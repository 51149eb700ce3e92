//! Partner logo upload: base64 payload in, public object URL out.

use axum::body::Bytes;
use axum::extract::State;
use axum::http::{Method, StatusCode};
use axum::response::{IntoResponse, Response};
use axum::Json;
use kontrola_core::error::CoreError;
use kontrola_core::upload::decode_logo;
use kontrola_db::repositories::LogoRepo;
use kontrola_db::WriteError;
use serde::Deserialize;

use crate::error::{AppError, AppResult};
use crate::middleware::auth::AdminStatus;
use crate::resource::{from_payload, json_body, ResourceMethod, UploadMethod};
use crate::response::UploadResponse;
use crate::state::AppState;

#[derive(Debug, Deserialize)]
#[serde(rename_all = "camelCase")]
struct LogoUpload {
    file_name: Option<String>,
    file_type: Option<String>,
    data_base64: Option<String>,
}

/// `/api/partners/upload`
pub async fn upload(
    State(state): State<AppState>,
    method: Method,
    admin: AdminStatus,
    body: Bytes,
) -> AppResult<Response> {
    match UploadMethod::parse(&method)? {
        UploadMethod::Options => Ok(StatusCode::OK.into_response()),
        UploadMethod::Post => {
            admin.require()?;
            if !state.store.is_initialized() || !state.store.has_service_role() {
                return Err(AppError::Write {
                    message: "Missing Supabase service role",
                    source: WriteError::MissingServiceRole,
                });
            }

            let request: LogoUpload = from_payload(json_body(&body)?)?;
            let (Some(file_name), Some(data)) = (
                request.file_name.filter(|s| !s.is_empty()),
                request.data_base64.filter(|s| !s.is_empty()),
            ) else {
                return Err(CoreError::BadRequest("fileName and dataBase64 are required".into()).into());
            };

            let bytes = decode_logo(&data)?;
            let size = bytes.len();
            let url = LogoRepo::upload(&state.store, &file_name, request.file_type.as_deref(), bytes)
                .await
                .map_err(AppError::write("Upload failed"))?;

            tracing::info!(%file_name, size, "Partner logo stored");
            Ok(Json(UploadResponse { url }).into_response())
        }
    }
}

PROBLEM TO WORK ON =
Return the material in full, exactly as shown.

ANSWER TO THE EXERCISE =
repository 51149eb700ce3e92
//! Partner logo upload: base64 payload in, public object URL out.

use axum::body::Bytes;
use axum::extract::State;
use axum::http::{Method, StatusCode};
use axum::response::{IntoResponse, Response};
use axum::Json;
use kontrola_core::error::CoreError;
use kontrola_core::upload::decode_logo;
use kontrola_db::repositories::LogoRepo;
use kontrola_db::WriteError;
use serde::Deserialize;

use crate::error::{AppError, AppResult};
use crate::middleware::auth::AdminStatus;
use crate::resource::{from_payload, json_body, ResourceMethod, UploadMethod};
use crate::response::UploadResponse;
use crate::state::AppState;

#[derive(Debug, Deserialize)]
#[serde(rename_all = "camelCase")]
struct LogoUpload {
    file_name: Option<String>,
    file_type: Option<String>,
    data_base64: Option<String>,
}

/// `/api/partners/upload`
pub async fn upload(
    State(state): State<AppState>,
    method: Method,
    admin: AdminStatus,
    body: Bytes,
) -> AppResult<Response> {
    match UploadMethod::parse(&method)? {
        UploadMethod::Options => Ok(StatusCode::OK.into_response()),
        UploadMethod::Post => {
            admin.require()?;
            if !state.store.is_initialized() || !state.store.has_service_role() {
                return Err(AppError::Write {
                    message: "Missing Supabase service role",
                    source: WriteError::MissingServiceRole,
                });
            }

            let request: LogoUpload = from_payload(json_body(&body)?)?;
            let (Some(file_name), Some(data)) = (
                request.file_name.filter(|s| !s.is_empty()),
                request.data_base64.filter(|s| !s.is_empty()),
            ) else {
                return Err(CoreError::BadRequest("fileName and dataBase64 are required".into()).into());
            };

            let bytes = decode_logo(&data)?;
            let size = bytes.len();
            let url = LogoRepo::upload(&state.store, &file_name, request.file_type.as_deref(), bytes)
                .await
                .map_err(AppError::write("Upload failed"))?;

            tracing::info!(%file_name, size, "Partner logo stored");
            Ok(Json(UploadResponse { url }).into_response())
        }
    }
}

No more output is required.